Strain	Electrode Material	Working Volume (L)	Biomass Concentration (g/L)	# of Electrodes	Mixing (rpm)	Time(min)	Efficiency (%)	Author
Chlorella sp. MJ 11/11	Stainless steel	0.4	1.5	2	---	30	98	[1]
Chlorella sp. 0217	Graphite coupled with chitosan	1	0.5	2	30	3	90	[16]
Chlorella sp. (PTCC 6010)	Al	1.28	---	4	100 (high), 30 (low)	1 (high), 15 (low)	96.8	[5]
Chlorella pyrenoidosa	Al, Zn, Cu, Fe. and non-sacrificial carbon electrode	0.6	2.2 ± 0.15	3 (2 cathodes, 1 anode)	---	5	95.83	[25]
Chlorella vulgaris	Al	0.4	---	2	---	8	100	[8]
Chlorella vulgaris UTEX 1803	Al and Cu	0.5	0.9	2	200	25	97–88	[13]
Chlorella vulgaris	Al or Fe (Anode), and IrO2/TiO2 (cathode)	1	0.5	2	---	30	88	[26]
Desmodesmus subspicatus	Al or Fe Spiral electrode	---	---	---	---	20	95.4	[27]

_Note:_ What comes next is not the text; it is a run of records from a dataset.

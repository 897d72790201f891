use serde::Serialize;
use serde_json::Value;

/// JSON-RPC 2.0 error codes used by this server (spec.md §4.5 "Failure
/// semantics"). `METHOD_NOT_FOUND` is the one addition beyond the four the
/// contract names explicitly — standard JSON-RPC, not a contradiction of it.
pub const PARSE_ERROR: i64 = -32700;
pub const INVALID_REQUEST: i64 = -32600;
pub const METHOD_NOT_FOUND: i64 = -32601;
pub const INVALID_PARAMS: i64 = -32602;
pub const INTERNAL_ERROR: i64 = -32603;

#[derive(Debug, Clone)]
pub struct RpcError {
    pub code: i64,
    pub message: String,
    pub data: Option<Value>,
}

impl RpcError {
    pub fn new(code: i64, message: impl Into<String>) -> Self { Self { code, message: message.into(), data: None } }
}

#[derive(Debug, Serialize)]
pub struct RpcResponse {
    pub jsonrpc: &'static str,
    pub id: Value,
    #[serde(skip_serializing_if = "Option::is_none")]
    pub result: Option<Value>,
    #[serde(skip_serializing_if = "Option::is_none")]
    pub error: Option<ErrorBody>,
}

#[derive(Debug, Serialize)]
pub struct ErrorBody {
    pub code: i64,
    pub message: String,
    #[serde(skip_serializing_if = "Option::is_none")]
    pub data: Option<Value>,
}

impl RpcResponse {
    pub fn ok(id: Value, result: Value) -> Self { Self { jsonrpc: "2.0", id, result: Some(result), error: None } }

    pub fn err(id: Value, code: i64, message: impl Into<String>) -> Self {
        Self { jsonrpc: "2.0", id, result: None, error: Some(ErrorBody { code, message: message.into(), data: None }) }
    }

    pub fn from_error(id: Value, error: RpcError) -> Self {
        Self { jsonrpc: "2.0", id, result: None, error: Some(ErrorBody { code: error.code, message: error.message, data: error.data }) }
    }
}
//! Domain logic for the Drasi MCP reaction: the resource store, the
//! sync-point manager, the bootstrap/recovery protocol, and change-event
//! application. Transport-agnostic — the HTTP/JSON-RPC connectors live in
//! `connectors/*`.

pub mod bootstrap;
pub mod config;
pub mod error;
pub mod ingest_handler;
pub mod store;
pub mod syncpoint;

pub use bootstrap::{ManagementClient, QueryInitializer, ViewStream, ViewStreamFactory};
pub use ingest_handler::ChangeEventHandler;
pub use store::{ChangeKind, ChangeSignal, DeleteOutcome, Entry, QueryMetadata, ResourceStore, UpsertOutcome};
pub use syncpoint::SyncPointManager;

Dunaliella bardawil 30861	Al coupled with sand	0.2	0.88	2	150	3	97.16	[3]
Dunaliella salina	Al	0.3	---	2	100	7	98.9	[15]
Microcystis aeruginosa	Al	1	---	2	200	45	100	[19]
Microcystis aeruginosa	Al and Fe	1	---	2	200	50	100	[20]

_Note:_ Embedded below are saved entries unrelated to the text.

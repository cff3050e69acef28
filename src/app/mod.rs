//! Application layer - organized by Clean Architecture principles.
//!
//! # Structure
//!
//! - `domain/` - Core data structures (ThemeMode, FontFamily, StoreConfig)
//! - `controllers/` - Orchestration (PreferenceStore)
//! - `infrastructure/` - External integrations (storage, OS scheme, error)

pub mod controllers;
pub mod domain;
pub mod infrastructure;

// Re-exports for convenient external access
pub use controllers::store::{PreferenceStore, Preferences};
pub use domain::{
    FontFamily, PreferenceState, ResolvedTheme, StoreConfig, ThemeAttribute, ThemeMode,
};
pub use infrastructure::error::{PreferenceError, Result};
pub use infrastructure::platform::{PlatformSchemeSource, detect_system_dark_mode};
pub use infrastructure::scheme::{
    DetachedSchemeSource, ManualSchemeSource, SchemeListener, SubscriptionId, SystemSchemeSource,
};
pub use infrastructure::storage::{JsonFileStorage, MemoryStorage, PreferenceStorage};
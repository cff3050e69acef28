//! Controllers layer - orchestration and coordination.
//!
//! - Preference store: reconciles persisted choices, the OS scheme and
//!   the visual root

pub mod store;
use serde::{Deserialize, Serialize};
use std::fmt;
use std::str::FromStr;

use crate::app::infrastructure::error::PreferenceError;

/// The user's explicit theme choice.
#[derive(Debug, Clone, Copy, PartialEq, Eq, Hash, Serialize, Deserialize, Default)]
#[serde(rename_all = "lowercase")]
pub enum ThemeMode {
    Light,
    Dark,
    #[default]
    System,
}

/// The concrete scheme actually applied to the root.
#[derive(Debug, Clone, Copy, PartialEq, Eq, Hash, Serialize, Deserialize, Default)]
#[serde(rename_all = "lowercase")]
pub enum ResolvedTheme {
    #[default]
    Light,
    Dark,
}

#[derive(Debug, Clone, Copy, PartialEq, Eq, Hash, Serialize, Deserialize, Default)]
pub enum FontFamily {
    #[default]
    #[serde(rename = "geist-sans")]
    GeistSans,
    #[serde(rename = "roboto")]
    Roboto,
    #[serde(rename = "telex")]
    Telex,
    #[serde(rename = "yantramanav")]
    Yantramanav,
    #[serde(rename = "exo-2")]
    Exo2,
}

impl ThemeMode {
    pub fn as_str(&self) -> &'static str {
        match self {
            Self::Light => "light",
            Self::Dark => "dark",
            Self::System => "system",
        }
    }

    pub fn all() -> &'static [ThemeMode] {
        &[Self::Light, Self::Dark, Self::System]
    }

    /// Toggle order: light, dark, system, back to light. `System` is
    /// skipped when system following is off.
    pub fn next(&self, include_system: bool) -> ThemeMode {
        match self {
            Self::Light => Self::Dark,
            Self::Dark if include_system => Self::System,
            Self::Dark | Self::System => Self::Light,
        }
    }

    /// Resolve against the current OS scheme.
    pub fn resolve(&self, system_scheme: ResolvedTheme) -> ResolvedTheme {
        match self {
            Self::Light => ResolvedTheme::Light,
            Self::Dark => ResolvedTheme::Dark,
            Self::System => system_scheme,
        }
    }
}

impl ResolvedTheme {
    pub fn as_str(&self) -> &'static str {
        match self {
            Self::Light => "light",
            Self::Dark => "dark",
        }
    }

    pub fn from_prefers_dark(prefers_dark: bool) -> Self {
        if prefers_dark { Self::Dark } else { Self::Light }
    }

    /// Browser chrome colour hint mirrored into the `theme-color` meta entry
    pub fn meta_color(&self) -> &'static str {
        match self {
            Self::Light => "#ffffff",
            Self::Dark => "#0a0a0a",
        }
    }

    pub fn all() -> &'static [ResolvedTheme] {
        &[Self::Light, Self::Dark]
    }
}

impl FontFamily {
    /// Identifier used in storage and CSS class names
    pub fn as_str(&self) -> &'static str {
        match self {
            Self::GeistSans => "geist-sans",
            Self::Roboto => "roboto",
            Self::Telex => "telex",
            Self::Yantramanav => "yantramanav",
            Self::Exo2 => "exo-2",
        }
    }

    pub fn display_name(&self) -> &'static str {
        match self {
            Self::GeistSans => "Geist Sans",
            Self::Roboto => "Roboto",
            Self::Telex => "Telex",
            Self::Yantramanav => "Yantramanav",
            Self::Exo2 => "Exo 2",
        }
    }

    pub fn description(&self) -> &'static str {
        match self {
            Self::GeistSans => "Modern geometric sans-serif",
            Self::Roboto => "Neo-grotesque sans-serif",
            Self::Telex => "Distinctive retro typeface",
            Self::Yantramanav => "Devanagari and Latin typeface",
            Self::Exo2 => "Contemporary geometric sans",
        }
    }

    pub fn class_name(&self) -> String {
        format!("font-{}", self.as_str())
    }

    /// Value for the `--active-font-family` custom property
    pub fn css_variable(&self) -> String {
        format!("var(--font-{})", self.as_str())
    }

    /// Get all available fonts, in toggle order
    pub fn all() -> &'static [FontFamily] {
        &[
            Self::GeistSans,
            Self::Roboto,
            Self::Telex,
            Self::Yantramanav,
            Self::Exo2,
        ]
    }

    /// The font after this one, wrapping around at the end of the list
    pub fn next(&self) -> FontFamily {
        let all = Self::all();
        let index = all.iter().position(|f| f == self).unwrap_or(0);
        all[(index + 1) % all.len()]
    }
}

impl FromStr for ThemeMode {
    type Err = PreferenceError;

    fn from_str(s: &str) -> Result<Self, Self::Err> {
        Self::all()
            .iter()
            .copied()
            .find(|mode| mode.as_str() == s)
            .ok_or_else(|| PreferenceError::InvalidValue {
                kind: "theme",
                value: s.to_string(),
            })
    }
}

impl FromStr for FontFamily {
    type Err = PreferenceError;

    fn from_str(s: &str) -> Result<Self, Self::Err> {
        Self::all()
            .iter()
            .copied()
            .find(|font| font.as_str() == s)
            .ok_or_else(|| PreferenceError::InvalidValue {
                kind: "font",
                value: s.to_string(),
            })
    }
}

impl fmt::Display for ThemeMode {
    fn fmt(&self, f: &mut fmt::Formatter<'_>) -> fmt::Result {
        f.write_str(self.as_str())
    }
}

impl fmt::Display for ResolvedTheme {
    fn fmt(&self, f: &mut fmt::Formatter<'_>) -> fmt::Result {
        f.write_str(self.as_str())
    }
}

impl fmt::Display for FontFamily {
    fn fmt(&self, f: &mut fmt::Formatter<'_>) -> fmt::Result {
        f.write_str(self.as_str())
    }
}

/// Everything the store knows about the current appearance.
///
/// `resolved_theme` is not a field: it is always derived from `mode`
/// and `system_scheme`.
#[derive(Debug, Clone, Copy, PartialEq, Eq, Default)]
pub struct PreferenceState {
    pub mode: ThemeMode,
    pub font: FontFamily,
    pub system_scheme: ResolvedTheme,
    pub loaded: bool,
}

impl PreferenceState {
    pub fn new(mode: ThemeMode, font: FontFamily) -> Self {
        Self {
            mode,
            font,
            system_scheme: ResolvedTheme::Light,
            loaded: false,
        }
    }

    pub fn resolved_theme(&self) -> ResolvedTheme {
        self.mode.resolve(self.system_scheme)
    }
}
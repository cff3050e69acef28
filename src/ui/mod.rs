//! Presentation surface: the document root the store writes to and the
//! toggle buttons that read from it.

pub mod root;
pub mod toggles;

pub use root::{DocumentRoot, RootAttributeSink};
pub use toggles::{FontToggle, ThemeToggle, ToggleView};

Phaeodactylum tricornutum	Al or Fe (Anode), and IrO2/TiO2 (cathode)	1	0.5	2	---	20	85	[26]
Scenedesmus sp.	Al and graphite	0.34	0.25	2	---	20	98.5–92	[17]
Scenedesmus acuminatus	Mg, Al, Zn, Cu, Fe, and brass	0.09	---	2	100	7.3–30.9	90	[18]
Scenedesmus obliquus FR751179.1	Graphite mixed with Al2(SO4)3	0.9	2.4	3 (2 cathodes, 1 anode)	---	60	83	[4]
Tetraselmis sp.	Al	4.8	---	2	---	15	---	[6]
Scenedesmus sp. UFPS_002	Al	2	1.2	11	150	15	100	This paper

presents a short review of different materials employed for the harvesting of algae and cyanobacteria. The most common material is aluminum. Other materials, such as graphite, require the addition of electrolytes or chemical flocculants, such as Al₂(SO₄)₃ or chitosan, to achieve higher efficiencies (>92%) [4,16].

5. Conclusions

The present work explored the interaction between critical variables (mixing, number of electrodes and time) for the efficient concentration and harvesting of microalgal biomass through an electroflotation process. Results showed that time could be significantly reduced (from 30 to 15 min) as long as the ten or more electrodes were active and medium mixing rates (150 rpm) were used. From the data, the innovative equipment had a lower-medium cost (260 USD), with cheap and resistant materials that anyone can build. This new configuration proves that the electrodes can be reused several times, which in turn reduces the cost of the concentration for up to 2 L of algal suspension with a concentration of 1.1 g/L of algal biomass. We hope this innovative approach can be used by different researchers to improve our knowledge of the concentration and harvesting of algae and cyanobacteria.